Task goal: The answer must consist of every line below containing "return".
- Opening Delimiter -
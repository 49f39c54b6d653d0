//! Turns a chat message into a sentiment, whatever the remote model does.

use {
    async_trait::async_trait,
    std::{
        sync::Arc,
        time::{Duration, Instant},
    },
    tonality_common::{AnnotatedMessage, SentimentResult},
    tonality_config::TonalityConfig,
};

#[cfg(feature = "metrics")]
use tonality_metrics::{counter, histogram, labels, sentiment as sentiment_metrics};

use crate::{
    diagnostics::{DiagnosticEvent, DiagnosticSink, TracingSink},
    error::RemoteError,
    extract::{Extraction, extract},
    lexicon::Lexicon,
    outcome::{AnalysisOutcome, FallbackReason},
    remote::{GradioClient, RawReplyPayload, RemoteJobClient},
};

/// Something that can annotate a chat message.
#[async_trait]
pub trait SentimentAnalyzer: Send + Sync {
    /// Never fails; the worst case is a lexicon guess.
    async fn analyze(&self, text: &str) -> SentimentResult;

    async fn annotate(&self, text: &str) -> AnnotatedMessage {
        let result = self.analyze(text).await;
        AnnotatedMessage::new(text, result)
    }
}

/// Remote model first, lexicon when that yields nothing usable.
///
/// Holds no per-request state, so one instance can serve many tasks behind an
/// `Arc`.
pub struct SentimentResolver {
    remote: Option<Arc<dyn RemoteJobClient>>,
    lexicon: Lexicon,
    timeout: Duration,
    sink: Arc<dyn DiagnosticSink>,
}

impl std::fmt::Debug for SentimentResolver {
    fn fmt(&self, f: &mut std::fmt::Formatter<'_>) -> std::fmt::Result {
        f.debug_struct("SentimentResolver")
            .field("remote", &self.remote.is_some())
            .field("timeout", &self.timeout)
            .finish_non_exhaustive()
    }
}

impl SentimentResolver {
    #[must_use]
    pub fn new(remote: Arc<dyn RemoteJobClient>, lexicon: Lexicon, timeout: Duration) -> Self {
        Self {
            remote: Some(remote),
            lexicon,
            timeout,
            sink: Arc::new(TracingSink),
        }
    }

    /// Lexicon only; never touches the network.
    #[must_use]
    pub fn offline(lexicon: Lexicon) -> Self {
        Self {
            remote: None,
            lexicon,
            timeout: Duration::ZERO,
            sink: Arc::new(TracingSink),
        }
    }

    #[must_use]
    pub fn from_config(config: &TonalityConfig) -> Self {
        Self::from_config_with_sink(config, Arc::new(TracingSink))
    }

    /// Build from config, routing client and resolver diagnostics to `sink`.
    #[must_use]
    pub fn from_config_with_sink(config: &TonalityConfig, sink: Arc<dyn DiagnosticSink>) -> Self {
        let lexicon = Lexicon::from_config(&config.lexicon);
        let resolver = if config.remote.enabled {
            let client = GradioClient::from_config(&config.remote).with_sink(Arc::clone(&sink));
            Self::new(Arc::new(client), lexicon, config.remote.timeout())
        } else {
            Self::offline(lexicon)
        };
        resolver.with_sink(sink)
    }

    #[must_use]
    pub fn with_sink(mut self, sink: Arc<dyn DiagnosticSink>) -> Self {
        self.sink = sink;
        self
    }

    #[must_use]
    pub fn is_offline(&self) -> bool {
        self.remote.is_none()
    }

    pub async fn analyze(&self, text: &str) -> SentimentResult {
        self.analyze_detailed(text).await.result
    }

    /// Like [`analyze`](Self::analyze) but reports which path answered.
    pub async fn analyze_detailed(&self, text: &str) -> AnalysisOutcome {
        let outcome = self.resolve(text).await;

        #[cfg(feature = "metrics")]
        counter!(
            sentiment_metrics::RESOLUTIONS_TOTAL,
            labels::SOURCE => outcome.source.as_str(),
            labels::LABEL => outcome.result.label.as_str()
        )
        .increment(1);

        self.sink.record(&DiagnosticEvent::Resolved { outcome });
        outcome
    }

    async fn resolve(&self, text: &str) -> AnalysisOutcome {
        if text.trim().is_empty() {
            return AnalysisOutcome::fallback(SentimentResult::neutral(), FallbackReason::EmptyText);
        }
        let Some(remote) = &self.remote else {
            return self.fall_back(text, FallbackReason::RemoteDisabled);
        };

        let payload = match self.attempt_remote(remote.as_ref(), text).await {
            Ok(payload) => payload,
            Err(err) => return self.fall_back(text, err.fallback_reason()),
        };

        match extract(&payload.body) {
            Extraction::Found {
                result,
                format,
                malformed,
            } => {
                #[cfg(feature = "metrics")]
                counter!(
                    sentiment_metrics::EXTRACTIONS_TOTAL,
                    labels::OUTCOME => "found",
                    labels::FORMAT => format.as_str()
                )
                .increment(1);

                self.sink.record(&DiagnosticEvent::Extracted {
                    result,
                    format,
                    malformed,
                });
                AnalysisOutcome::remote(result.clamped())
            },
            Extraction::NotFound => {
                #[cfg(feature = "metrics")]
                counter!(
                    sentiment_metrics::EXTRACTIONS_TOTAL,
                    labels::OUTCOME => "not_found",
                    labels::FORMAT => payload.content_kind.as_str()
                )
                .increment(1);

                self.sink.record(&DiagnosticEvent::NothingExtracted {
                    bytes: payload.body.len(),
                });
                self.fall_back(text, FallbackReason::ParseNotFound)
            },
        }
    }

    /// One submit/fetch round trip, bounded by the configured timeout even
    /// if the client ignores it.
    async fn attempt_remote(
        &self,
        remote: &dyn RemoteJobClient,
        text: &str,
    ) -> Result<RawReplyPayload, RemoteError> {
        #[cfg(feature = "metrics")]
        counter!(sentiment_metrics::REMOTE_ATTEMPTS_TOTAL).increment(1);

        let started = Instant::now();
        let result = tokio::time::timeout(self.timeout, remote.submit_and_fetch(text, self.timeout))
            .await
            .unwrap_or_else(|_| Err(RemoteError::TimedOut(self.timeout)));
        let elapsed = started.elapsed();

        #[cfg(feature = "metrics")]
        histogram!(sentiment_metrics::REMOTE_DURATION_SECONDS).record(elapsed.as_secs_f64());

        match &result {
            Ok(_) => self.sink.record(&DiagnosticEvent::RemoteSucceeded { elapsed }),
            Err(err) => {
                #[cfg(feature = "metrics")]
                counter!(
                    sentiment_metrics::REMOTE_FAILURES_TOTAL,
                    labels::ERROR_TYPE => err.kind()
                )
                .increment(1);

                self.sink.record(&DiagnosticEvent::RemoteFailed {
                    reason: err.fallback_reason(),
                    message: err.to_string(),
                    elapsed,
                });
            },
        }
        result
    }

    fn fall_back(&self, text: &str, reason: FallbackReason) -> AnalysisOutcome {
        AnalysisOutcome::fallback(self.lexicon.classify(text), reason)
    }
}

#[async_trait]
impl SentimentAnalyzer for SentimentResolver {
    async fn analyze(&self, text: &str) -> SentimentResult {
        SentimentResolver::analyze(self, text).await
    }
}

#[allow(clippy::unwrap_used, clippy::expect_used)]
#[cfg(test)]
mod tests {
    use {
        super::*,
        crate::{
            diagnostics::RecordingSink,
            error::Phase,
            outcome::Source,
            remote::ContentKind,
        },
        std::sync::atomic::{AtomicUsize, Ordering},
        tonality_common::SentimentLabel,
    };

    /// Replies with a canned outcome and counts calls.
    struct CannedClient {
        reply: fn() -> Result<RawReplyPayload, RemoteError>,
        calls: AtomicUsize,
    }

    impl CannedClient {
        fn new(reply: fn() -> Result<RawReplyPayload, RemoteError>) -> Arc<Self> {
            Arc::new(Self {
                reply,
                calls: AtomicUsize::new(0),
            })
        }
    }

    #[async_trait]
    impl RemoteJobClient for CannedClient {
        async fn submit_and_fetch(
            &self,
            _text: &str,
            _timeout: Duration,
        ) -> Result<RawReplyPayload, RemoteError> {
            self.calls.fetch_add(1, Ordering::SeqCst);
            (self.reply)()
        }
    }

    /// Ignores the timeout it is handed.
    struct HangingClient;

    #[async_trait]
    impl RemoteJobClient for HangingClient {
        async fn submit_and_fetch(
            &self,
            _text: &str,
            _timeout: Duration,
        ) -> Result<RawReplyPayload, RemoteError> {
            tokio::time::sleep(Duration::from_secs(3600)).await;
            Err(RemoteError::transport(Phase::Fetch, "unreachable"))
        }
    }

    fn body(text: &str) -> Result<RawReplyPayload, RemoteError> {
        Ok(RawReplyPayload {
            body: text.into(),
            content_kind: ContentKind::Unknown,
        })
    }

    fn resolver(client: Arc<dyn RemoteJobClient>) -> SentimentResolver {
        SentimentResolver::new(client, Lexicon::default(), Duration::from_secs(5))
    }

    #[tokio::test]
    async fn remote_result_is_accepted() {
        let client = CannedClient::new(|| body(r#"[{"sentiment":"negatif","score":0.1}]"#));
        let outcome = resolver(client.clone())
            .analyze_detailed("harika ve mükemmel")
            .await;
        assert_eq!(
            outcome,
            AnalysisOutcome::remote(SentimentResult::new(SentimentLabel::Negative, 0.1))
        );
        assert_eq!(client.calls.load(Ordering::SeqCst), 1);
    }

    #[tokio::test]
    async fn remote_score_is_clamped() {
        let client = CannedClient::new(|| body(r#"{"sentiment":"pozitif","score":1.8}"#));
        let result = resolver(client).analyze("x").await;
        assert_eq!(result, SentimentResult::new(SentimentLabel::Positive, 1.0));
    }

    #[tokio::test]
    async fn unparsable_reply_falls_back() {
        let client = CannedClient::new(|| body("not json at all"));
        let outcome = resolver(client)
            .analyze_detailed("harika ve mükemmel bir gün")
            .await;
        assert_eq!(outcome.source, Source::Fallback);
        assert_eq!(outcome.fallback_reason, Some(FallbackReason::ParseNotFound));
        assert_eq!(
            outcome.result,
            SentimentResult::new(SentimentLabel::Positive, 0.75)
        );
    }

    #[tokio::test]
    async fn each_remote_failure_falls_back_with_its_reason() {
        let cases: [(fn() -> Result<RawReplyPayload, RemoteError>, FallbackReason); 3] = [
            (
                || Err(RemoteError::SubmissionFailed { status: 200 }),
                FallbackReason::SubmissionFailed,
            ),
            (
                || Err(RemoteError::TimedOut(Duration::from_secs(30))),
                FallbackReason::TimedOut,
            ),
            (
                || Err(RemoteError::transport(Phase::Submit, "refused")),
                FallbackReason::Transport,
            ),
        ];
        for (reply, reason) in cases {
            let outcome = resolver(CannedClient::new(reply))
                .analyze_detailed("çok kötü")
                .await;
            assert_eq!(
                outcome,
                AnalysisOutcome::fallback(
                    SentimentResult::new(SentimentLabel::Negative, 0.25),
                    reason
                )
            );
        }
    }

    #[tokio::test(start_paused = true)]
    async fn hanging_client_is_cut_off() {
        let resolver =
            SentimentResolver::new(Arc::new(HangingClient), Lexicon::default(), Duration::from_secs(30));
        let outcome = resolver.analyze_detailed("Merhaba, nasılsın?").await;
        assert_eq!(
            outcome,
            AnalysisOutcome::fallback(SentimentResult::neutral(), FallbackReason::TimedOut)
        );
    }

    #[tokio::test]
    async fn blank_text_skips_remote() {
        let client = CannedClient::new(|| body(r#"[{"sentiment":"pozitif","score":0.9}]"#));
        let outcome = resolver(client.clone()).analyze_detailed("   \n").await;
        assert_eq!(
            outcome,
            AnalysisOutcome::fallback(SentimentResult::neutral(), FallbackReason::EmptyText)
        );
        assert_eq!(client.calls.load(Ordering::SeqCst), 0);
    }

    #[tokio::test]
    async fn offline_uses_lexicon() {
        let resolver = SentimentResolver::offline(Lexicon::default());
        assert!(resolver.is_offline());
        let outcome = resolver.analyze_detailed("mutlu ve keyifli").await;
        assert_eq!(outcome.fallback_reason, Some(FallbackReason::RemoteDisabled));
        assert_eq!(outcome.result.label, SentimentLabel::Positive);
    }

    #[test]
    fn disabled_config_is_offline() {
        let mut config = TonalityConfig::default();
        config.remote.enabled = false;
        assert!(SentimentResolver::from_config(&config).is_offline());
        config.remote.enabled = true;
        assert!(!SentimentResolver::from_config(&config).is_offline());
    }

    #[tokio::test]
    async fn diagnostics_trace_the_path() {
        let sink = RecordingSink::new();
        let client = CannedClient::new(|| body("{}"));
        let resolver = resolver(client).with_sink(sink.clone());
        resolver.analyze("iyi").await;

        let events = sink.events();
        assert_eq!(events.len(), 3);
        assert!(matches!(events[0], DiagnosticEvent::RemoteSucceeded { .. }));
        assert_eq!(events[1], DiagnosticEvent::NothingExtracted { bytes: 2 });
        assert!(matches!(
            events[2],
            DiagnosticEvent::Resolved {
                outcome: AnalysisOutcome {
                    source: Source::Fallback,
                    fallback_reason: Some(FallbackReason::ParseNotFound),
                    ..
                }
            }
        ));
    }

    #[tokio::test]
    async fn annotate_through_trait_object() {
        let analyzer: Arc<dyn SentimentAnalyzer> =
            Arc::new(SentimentResolver::offline(Lexicon::default()));
        let message = analyzer.annotate("berbat bir gün").await;
        assert_eq!(message.text, "berbat bir gün");
        assert_eq!(message.sentiment, SentimentLabel::Negative);
        assert_eq!(message.sentiment_score, 0.25);
    }
}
- Closing Delimiter -
Finished exercise:
            return AnalysisOutcome::fallback(SentimentResult::neutral(), FallbackReason::EmptyText);
            return self.fall_back(text, FallbackReason::RemoteDisabled);
            Err(err) => return self.fall_back(text, err.fallback_reason()),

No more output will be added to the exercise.